Алек прикрыл глаза, жадно вдыхая аромат духов сестры. От Изабель пахло сосной и малиной. Ему всегда было интересно, где сестра добывала эти духи в Седьмом дистрикте, в котором любой предмет роскоши, сделанный не из дерева, был на вес золота.

— Постарайся выжить, братишка, — так же спокойно попросила Изабель минутой спустя, когда пара миротворцев приказала им уйти.

Не успел он перевести дух, дверь снова распахнулась, но на пороге показались не родители, которых Алек все еще ждал.

— Это подстава, Алек, — вместо приветствия заявила белокурая девушка.

— Лидия? — удивился он. — Что ты делаешь?

— Нет, что ты делаешь! — возмущенно ткнула в него пальцем девушка. — У нас план! Свадьба, твой пост в Доме Правосудия, мое избрание мэром… А ты все уничтожил, вызвавшись добровольцем на проклятые игры!

Тут в яростном тоне Лидии послышались хорошо знакомые Алеку, тщательно сдерживаемые слезы, и он недолго думая, притянул свою, уже наверняка бывшую, невесту ближе, позволяя той тихо всплакнуть в его рубашку.

— Ты станешь мэром и без меня, Лидия, — с легким укором заметил Алек.
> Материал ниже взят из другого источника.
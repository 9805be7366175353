//! CLI argument parsing for vpnblock.
//!
//! Uses clap derive macros for declarative argument definitions.
//! This module defines the command structure; actual implementations
//! are in the `commands` module.

use clap::{Parser, Subcommand};
use std::net::IpAddr;
use std::path::PathBuf;

/// vpnblock: block and unblock VPN clients.
///
/// OpenVPN clients are blocked by common name: the live session is killed
/// through the management interface and the name is recorded in a blocklist
/// file the server consults on connect. WireGuard peers are blocked by
/// rerouting their allowed-ips to a loopback sink.
#[derive(Parser, Debug)]
#[command(name = "vpnblock")]
#[command(author, version, about, long_about = None)]
#[command(propagate_version = true)]
pub struct Cli {
    /// YAML configuration file.
    #[arg(long, global = true, env = "VPNBLOCK_CONFIG", value_name = "FILE")]
    pub config: Option<PathBuf>,

    /// Blocklist file (overrides config and OVPN_BLOCKLIST).
    #[arg(long, global = true, value_name = "FILE")]
    pub blocklist: Option<PathBuf>,

    /// Stderr log level: trace, debug, info, warn or error.
    #[arg(long, global = true, value_name = "LEVEL")]
    pub log_level: Option<String>,

    #[command(subcommand)]
    pub command: Command,
}

/// Available commands for vpnblock.
#[derive(Subcommand, Debug)]
pub enum Command {
    /// Block, unblock and list OpenVPN clients.
    Ovpn(OvpnCommand),

    /// Block, unblock and inspect WireGuard peers.
    Wg(WgCommand),

    /// Work on the blocklist file directly.
    ///
    /// No session is touched; entries are arbitrary single-line strings.
    Store(StoreCommand),

    /// Inspect the effective configuration.
    Config(ConfigCommand),
}

// ============================================================================
// ovpn
// ============================================================================

/// Arguments for the `ovpn` command group.
#[derive(Parser, Debug)]
pub struct OvpnCommand {
    #[command(subcommand)]
    pub action: OvpnAction,
}

/// OpenVPN actions.
#[derive(Subcommand, Debug)]
pub enum OvpnAction {
    /// Kill the client's session and add it to the blocklist.
    ///
    /// A failed kill is reported but the block is still recorded.
    Block(CommonNameArgs),

    /// Remove the client from the blocklist.
    Unblock(CommonNameArgs),

    /// List blocked common names.
    List(ListArgs),
}

/// A single OpenVPN client.
#[derive(Parser, Debug)]
pub struct CommonNameArgs {
    /// Certificate common name, without the "CN=" prefix.
    #[arg(value_name = "CN")]
    pub common_name: String,
}

// ============================================================================
// wg
// ============================================================================

/// Arguments for the `wg` command group.
#[derive(Parser, Debug)]
pub struct WgCommand {
    /// Interface to act on (overrides config and WG_INT_NAME).
    #[arg(long, short = 'i', value_name = "NAME")]
    pub interface: Option<String>,

    #[command(subcommand)]
    pub action: WgAction,
}

/// WireGuard actions.
#[derive(Subcommand, Debug)]
pub enum WgAction {
    /// Reroute the peer to the loopback sink and save the interface.
    ///
    /// Prints the peer's previous allowed-ips so it can be unblocked later.
    Block(PublicKeyArgs),

    /// Point the peer back at its address and save the interface.
    Unblock(WgUnblockArgs),

    /// Print the peer's current allowed-ips.
    Show(PublicKeyArgs),
}

/// A single WireGuard peer.
#[derive(Parser, Debug)]
pub struct PublicKeyArgs {
    /// Base64 public key of the peer.
    #[arg(value_name = "KEY")]
    pub key: String,
}

/// Arguments for `wg unblock`.
#[derive(Parser, Debug)]
pub struct WgUnblockArgs {
    /// Base64 public key of the peer.
    #[arg(value_name = "KEY")]
    pub key: String,

    /// Address to route the peer to again.
    #[arg(value_name = "IP")]
    pub ip: IpAddr,
}

// ============================================================================
// store
// ============================================================================

/// Arguments for the `store` command group.
#[derive(Parser, Debug)]
pub struct StoreCommand {
    #[command(subcommand)]
    pub action: StoreAction,
}

/// Blocklist actions.
#[derive(Subcommand, Debug)]
pub enum StoreAction {
    /// Print every entry in file order.
    List(ListArgs),

    /// Print "true" if the entry is present, "false" otherwise.
    Contains(ItemArgs),

    /// Add an entry. Adding a present entry changes nothing.
    Add(ItemArgs),

    /// Remove an entry. Removing an absent entry changes nothing.
    Remove(ItemArgs),

    /// Atomically replace the whole blocklist.
    ///
    /// Reads one entry per line from FILE, or from stdin when FILE is "-"
    /// or omitted. Blank lines are skipped.
    Replace(ReplaceArgs),
}

/// A single blocklist entry.
#[derive(Parser, Debug)]
pub struct ItemArgs {
    /// Entry value.
    #[arg(value_name = "ITEM")]
    pub item: String,
}

/// Arguments for list commands.
#[derive(Parser, Debug)]
pub struct ListArgs {
    /// Print a JSON array instead of one entry per line.
    #[arg(long)]
    pub json: bool,
}

/// Arguments for `store replace`.
#[derive(Parser, Debug)]
pub struct ReplaceArgs {
    /// Source of the new entries ("-" for stdin).
    #[arg(value_name = "FILE", default_value = "-")]
    pub source: PathBuf,
}

// ============================================================================
// config
// ============================================================================

/// Arguments for the `config` command group.
#[derive(Parser, Debug)]
pub struct ConfigCommand {
    #[command(subcommand)]
    pub action: ConfigAction,
}

/// Config actions.
#[derive(Subcommand, Debug)]
pub enum ConfigAction {
    /// Print the effective configuration as YAML.
    ///
    /// Shows defaults merged with the config file, environment and flags.
    Show,
}

impl Cli {
    /// Parse command line arguments.
    pub fn parse_args() -> Self {
        Cli::parse()
    }
}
— Чего это будет мне стоит? — пробурчала та. — Может, я проклята, Алек? Сначала Джон, теперь ты?..

— Не думай об этом, — одернул ее Алек, как делал всегда, стоило Лидии вспомнить о первом муже, погибшем на играх, спустя два месяца после их ранней даже по меркам дистрикта свадьбы.

— О, я тебе кое-что принесла, — отстранившись, пробормотала она, шаря по карманам. Спустя мгновение она вытащила на свет хорошо знакомый Алеку браслет. — Леди Пи просила отдать его тебе. Это ведь Алины, да?
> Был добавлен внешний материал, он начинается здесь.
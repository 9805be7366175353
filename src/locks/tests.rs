//! Tests for the locks subsystem.

use super::*;
use fs2::FileExt;
use std::fs::{self, File};
use std::sync::Arc;
use std::sync::atomic::{AtomicBool, Ordering};
use std::thread;
use std::time::Duration;
use tempfile::TempDir;

fn blocklist_path(temp_dir: &TempDir) -> std::path::PathBuf {
    temp_dir.path().join("blocklist")
}

#[test]
fn test_open_creates_missing_file() {
    let temp_dir = TempDir::new().unwrap();
    let path = blocklist_path(&temp_dir);
    assert!(!path.exists());

    let guard = LockedFile::open(&path, LockMode::Shared).unwrap();

    assert!(path.exists());
    assert_eq!(guard.path(), path.as_path());
    assert_eq!(guard.mode(), LockMode::Shared);
    assert_eq!(fs::metadata(&path).unwrap().len(), 0);
}

#[test]
fn test_open_does_not_truncate_existing_content() {
    let temp_dir = TempDir::new().unwrap();
    let path = blocklist_path(&temp_dir);
    fs::write(&path, "alice\n").unwrap();

    let guard = LockedFile::open(&path, LockMode::Exclusive).unwrap();
    drop(guard);

    assert_eq!(fs::read_to_string(&path).unwrap(), "alice\n");
}

#[test]
fn test_shared_locks_are_co_held() {
    let temp_dir = TempDir::new().unwrap();
    let path = blocklist_path(&temp_dir);

    let first = LockedFile::open(&path, LockMode::Shared).unwrap();
    let second = LockedFile::open(&path, LockMode::Shared).unwrap();

    // A third party can still take a shared lock, but not an exclusive one.
    let probe = File::open(&path).unwrap();
    assert!(FileExt::try_lock_exclusive(&probe).is_err());
    FileExt::try_lock_shared(&probe).unwrap();

    drop(first);
    drop(second);
}

#[test]
fn test_exclusive_lock_excludes_readers() {
    let temp_dir = TempDir::new().unwrap();
    let path = blocklist_path(&temp_dir);

    let guard = LockedFile::open(&path, LockMode::Exclusive).unwrap();

    let probe = File::open(&path).unwrap();
    assert!(FileExt::try_lock_shared(&probe).is_err());

    drop(guard);

    FileExt::try_lock_shared(&probe).unwrap();
}

#[test]
fn test_release_unlocks_immediately() {
    let temp_dir = TempDir::new().unwrap();
    let path = blocklist_path(&temp_dir);

    let guard = LockedFile::open(&path, LockMode::Exclusive).unwrap();
    guard.release().unwrap();

    let probe = File::open(&path).unwrap();
    FileExt::try_lock_exclusive(&probe).unwrap();
}

#[test]
fn test_writer_waits_for_reader() {
    let temp_dir = TempDir::new().unwrap();
    let path = blocklist_path(&temp_dir);

    let reader = LockedFile::open(&path, LockMode::Shared).unwrap();
    let acquired = Arc::new(AtomicBool::new(false));

    let writer = {
        let path = path.clone();
        let acquired = Arc::clone(&acquired);
        thread::spawn(move || {
            let guard = LockedFile::open(&path, LockMode::Exclusive).unwrap();
            acquired.store(true, Ordering::SeqCst);
            drop(guard);
        })
    };

    thread::sleep(Duration::from_millis(200));
    assert!(!acquired.load(Ordering::SeqCst));

    drop(reader);
    writer.join().unwrap();
    assert!(acquired.load(Ordering::SeqCst));
}

#[cfg(unix)]
#[test]
fn test_open_follows_replaced_file() {
    use std::os::unix::fs::MetadataExt;

    let temp_dir = TempDir::new().unwrap();
    let path = blocklist_path(&temp_dir);
    fs::write(&path, "old\n").unwrap();

    let holder = LockedFile::open(&path, LockMode::Exclusive).unwrap();

    let waiter = {
        let path = path.clone();
        thread::spawn(move || {
            let guard = LockedFile::open(&path, LockMode::Exclusive).unwrap();
            guard.file().metadata().unwrap().ino()
        })
    };

    // Let the waiter open the old file and block on it.
    thread::sleep(Duration::from_millis(200));

    let replacement = temp_dir.path().join("replacement");
    fs::write(&replacement, "new\n").unwrap();
    fs::rename(&replacement, &path).unwrap();
    drop(holder);

    let locked_ino = waiter.join().unwrap();
    assert_eq!(locked_ino, fs::metadata(&path).unwrap().ino());
}

#[test]
fn test_lock_mode_display() {
    assert_eq!(LockMode::Shared.to_string(), "shared");
    assert_eq!(LockMode::Exclusive.to_string(), "exclusive");
}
Алек осторожно взял браслет, бегло пробежавшись пальцами по острым граням камня и темно-бурым пятнам, раскрасившим кожу и дерево, что он когда-то — теперь казалось, что целую жизнь назад, — использовал для этого браслета.
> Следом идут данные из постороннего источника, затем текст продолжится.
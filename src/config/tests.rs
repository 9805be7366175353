//! Tests for config functionality.

use crate::config::{Config, normalize_level};
use crate::error::VpnBlockError;
use std::collections::HashMap;
use std::path::PathBuf;
use std::time::Duration;
use tempfile::TempDir;

fn env(pairs: &[(&str, &str)]) -> impl Fn(&str) -> Option<String> {
    let map: HashMap<String, String> = pairs
        .iter()
        .map(|(k, v)| (k.to_string(), v.to_string()))
        .collect();
    move |key| map.get(key).cloned()
}

#[test]
fn test_default_config() {
    let config = Config::default();

    assert_eq!(config.mgmt_host, "127.0.0.1");
    assert_eq!(config.mgmt_port, 17898);
    assert_eq!(config.mgmt_timeout(), Duration::from_secs(5));
    assert_eq!(
        config.blocklist,
        PathBuf::from("/etc/openvpn/client/blocklist")
    );
    assert_eq!(config.wg_interface, "wg0");
    assert!(!config.wg_as_sudo);
    assert_eq!(config.wg_bin, "/usr/bin/wg");
    assert_eq!(config.wg_quick_bin, "/usr/bin/wg-quick");
    assert_eq!(config.wg_timeout(), Duration::from_secs(50));
    assert_eq!(
        config.log_file,
        Some(PathBuf::from("/etc/openvpn/client/blocker/blocker.log"))
    );
    assert_eq!(config.log_level, "info");
    config.validate().unwrap();
}

#[test]
fn test_parse_empty_yaml() {
    let config = Config::from_yaml("").unwrap();
    assert_eq!(config, Config::default());
}

#[test]
fn test_parse_partial_yaml() {
    let yaml = r#"
mgmt_port: 7505
blocklist: /var/lib/vpnblock/blocklist
log_file: null
"#;
    let config = Config::from_yaml(yaml).unwrap();

    assert_eq!(config.mgmt_port, 7505);
    assert_eq!(config.blocklist, PathBuf::from("/var/lib/vpnblock/blocklist"));
    assert_eq!(config.log_file, None);

    // Unspecified values should use defaults
    assert_eq!(config.mgmt_host, "127.0.0.1");
    assert_eq!(config.wg_interface, "wg0");
}

#[test]
fn test_unknown_fields_are_ignored() {
    let yaml = "future_option: 42\nwg_interface: wg7\n";
    let config = Config::from_yaml(yaml).unwrap();
    assert_eq!(config.wg_interface, "wg7");
}

#[test]
fn test_invalid_yaml_is_user_error() {
    let err = Config::from_yaml("mgmt_port: [not a port]").unwrap_err();
    assert!(matches!(err, VpnBlockError::UserError(_)));
}

#[test]
fn test_yaml_round_trip() {
    let mut config = Config::default();
    config.wg_as_sudo = true;
    config.log_file = None;

    let parsed = Config::from_yaml(&config.to_yaml().unwrap()).unwrap();

    assert_eq!(parsed, config);
}

#[test]
fn test_load_from_file() {
    let temp_dir = TempDir::new().unwrap();
    let path = temp_dir.path().join("vpnblock.yaml");
    std::fs::write(&path, "mgmt_host: 10.8.0.1\n").unwrap();

    let config = Config::load(&path).unwrap();
    assert_eq!(config.mgmt_host, "10.8.0.1");
}

#[test]
fn test_load_missing_file_is_user_error() {
    let err = Config::load("/nonexistent/vpnblock.yaml").unwrap_err();
    assert!(err.to_string().contains("failed to read config file"));
}

#[test]
fn test_env_overrides_every_field() {
    let mut config = Config::default();

    config
        .apply_env(env(&[
            ("OVPN_MGMT_HOST", "10.0.0.1"),
            ("OVPN_MGMT_PORT", "7505"),
            ("OVPN_BLOCKLIST", "/tmp/blocklist"),
            ("WG_INT_NAME", "wg9"),
            ("WG_AS_SUDO", "yes"),
            ("WG_BIN_PATH", "/opt/wg"),
            ("WG_QUICK_PATH", "/opt/wg-quick"),
            ("BLOCKER_LOG_FILE", "/tmp/blocker.log"),
            ("BLOCKER_LOG_LEVEL", "debug"),
        ]))
        .unwrap();

    assert_eq!(config.mgmt_host, "10.0.0.1");
    assert_eq!(config.mgmt_port, 7505);
    assert_eq!(config.blocklist, PathBuf::from("/tmp/blocklist"));
    assert_eq!(config.wg_interface, "wg9");
    assert!(config.wg_as_sudo);
    assert_eq!(config.wg_bin, "/opt/wg");
    assert_eq!(config.wg_quick_bin, "/opt/wg-quick");
    assert_eq!(config.log_file, Some(PathBuf::from("/tmp/blocker.log")));
    assert_eq!(config.log_level, "debug");
}

#[test]
fn test_env_absent_keeps_values() {
    let mut config = Config::default();
    config.apply_env(env(&[])).unwrap();
    assert_eq!(config, Config::default());
}

#[test]
fn test_empty_log_file_env_disables_file_logging() {
    let mut config = Config::default();
    config.apply_env(env(&[("BLOCKER_LOG_FILE", "")])).unwrap();
    assert_eq!(config.log_file, None);
}

#[test]
fn test_wg_as_sudo_parsing() {
    for (value, expected) in [("1", true), ("TRUE", true), ("off", false), ("", false)] {
        let mut config = Config::default();
        config.apply_env(env(&[("WG_AS_SUDO", value)])).unwrap();
        assert_eq!(config.wg_as_sudo, expected, "{value:?}");
    }

    let mut config = Config::default();
    assert!(config.apply_env(env(&[("WG_AS_SUDO", "maybe")])).is_err());
}

#[test]
fn test_bad_port_env_is_user_error() {
    let mut config = Config::default();
    let err = config
        .apply_env(env(&[("OVPN_MGMT_PORT", "seventeen")]))
        .unwrap_err();
    assert!(err.to_string().contains("OVPN_MGMT_PORT"));
}

#[test]
fn test_validate_rejects_bad_values() {
    let cases: Vec<fn(&mut Config)> = vec![
        |c: &mut Config| c.mgmt_host = " ".to_string(),
        |c: &mut Config| c.mgmt_port = 0,
        |c: &mut Config| c.mgmt_timeout_secs = 0,
        |c: &mut Config| c.blocklist = PathBuf::new(),
        |c: &mut Config| c.wg_interface = String::new(),
        |c: &mut Config| c.wg_bin = String::new(),
        |c: &mut Config| c.wg_timeout_secs = 0,
        |c: &mut Config| c.log_level = "loud".to_string(),
    ];

    for mutate in cases {
        let mut config = Config::default();
        mutate(&mut config);
        let err = config.validate().unwrap_err();
        assert!(
            err.to_string().starts_with("config validation failed"),
            "{err}"
        );
    }
}

#[test]
fn test_normalize_level() {
    assert_eq!(normalize_level("INFO").unwrap(), "info");
    assert_eq!(normalize_level(" warning ").unwrap(), "warn");
    assert!(normalize_level("verbose").is_err());
}
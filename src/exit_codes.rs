//! Exit code constants for the vpnblock CLI.
//!
//! - 0: Success
//! - 1: User error (bad args, bad config)
//! - 2: Validation failure (malformed entry or identity)
//! - 3: I/O failure (blocklist open/read/write/sync/rename/lock)
//! - 4: Management session failure
//! - 5: External command failure (wg, wg-quick)

/// Successful execution.
pub const SUCCESS: i32 = 0;

/// User error: bad arguments or invalid configuration.
pub const USER_ERROR: i32 = 1;

/// Validation failure: an entry or identity was rejected before any I/O.
pub const VALIDATION_FAILURE: i32 = 2;

/// I/O failure on the blocklist file, including lock acquisition.
pub const IO_FAILURE: i32 = 3;

/// The management interface session could not be completed.
pub const SESSION_FAILURE: i32 = 4;

/// An external command exited non-zero, timed out, or could not be spawned.
pub const COMMAND_FAILURE: i32 = 5;
//! Session state and outcome types.

use std::fmt;

/// States of one management interface conversation.
#[derive(Debug, Clone, Copy, PartialEq, Eq)]
pub enum SessionState {
    Connecting,
    AwaitingBanner,
    SendingCommand,
    AwaitingAck,
    Done,
    Failed,
}

impl SessionState {
    pub fn as_str(&self) -> &'static str {
        match self {
            SessionState::Connecting => "connecting",
            SessionState::AwaitingBanner => "awaiting-banner",
            SessionState::SendingCommand => "sending-command",
            SessionState::AwaitingAck => "awaiting-ack",
            SessionState::Done => "done",
            SessionState::Failed => "failed",
        }
    }

    /// Whether the conversation is over.
    pub fn is_terminal(&self) -> bool {
        matches!(self, SessionState::Done | SessionState::Failed)
    }
}

impl fmt::Display for SessionState {
    fn fmt(&self, f: &mut fmt::Formatter<'_>) -> fmt::Result {
        f.write_str(self.as_str())
    }
}

/// What the server reported for a `kill` request.
#[derive(Debug, Clone, PartialEq, Eq)]
pub enum TerminateOutcome {
    /// The server killed at least one session. Carries the server message.
    Terminated(String),
    /// No session with that identity was connected.
    NotConnected(String),
}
— Это был подарок, — кивнул Алек, наконец пряча его в карман. — Спасибо.





Вместо ответа Лидия грустно улыбнулась и мягко сжала его ладонь, а спустя мгновение Алек снова остался один.

Сколько прошло времени между этим свиданием и отправлением поезда — для него оставалось загадкой. Другим ярким пятном был завтрак утром следующего дня. Флор в не менее разноцветном, чем накануне наряде радостно приветствовал Алека, стоило тому зайти в комнату. При этом он даже не перестал жевать и размахивать гигантским десертом, зажатым в правой руке. Его родители также были тут — застегнутые на все пуговки, собранные, без каких-либо напоминаний о вчерашней эмоциональной встряске. Отец молча встал из-за стола и коротко обнял Алека, оставив того совершенно растерянным — подобное участие определенно не было для Роберта в порядке вещей, а вот Мариз, казалось, вот-вот расплачется.

— Алек, я… — начала было она.

— Я сделал то, что должен был. Ради семьи, — резко перебил ее Алек. — Обсудим мои шансы.

— Они не так плохи, как можно было бы подумать, — тут же взял слово отец. — Ты силен, красив, из знаменитой семьи — Капитолий любит подобные истории. Мы можем сыграть на этом и завоевать спонсоров.

— А Арена?

— Я затрудняюсь назвать оружие, с которым ты не справишься, — добавила Мариз. — Мы можем это сделать. Мы можем провести тебя через игры.

Самоуверенность ее тона почему-то здорово разозлила Алека:

— А как же Люси? — полюбопытствовал он. — Твой второй трибут? Ее ты сможешь провести через игры?

— Алек, — устало протянула Мариз.

— А Алина? Ей ты тоже это говорила? — слова сами вырывались из его рта. Алеку было плевать, что Флор смотрел на него восхищенно-жадным взглядом, будто оценивал призового скакуна, а отец стыдливо отводил глаза.

— Да, говорила! У нее были шансы выиграть! Но она была слишком доверчива, чтобы выжить! — вдруг закричала в ответ Мариз, вскочив на ноги. — Поговорим, когда перестанешь себя жалеть и сможешь рассуждать трезво! — она резко вышла из вагона.

— Пожалуй, я тоже пойду, отдохну, — пробормотал молчавший до сих пор Флор, с трудом поднимаясь со стула. — Последний бисквит был определенно лишним.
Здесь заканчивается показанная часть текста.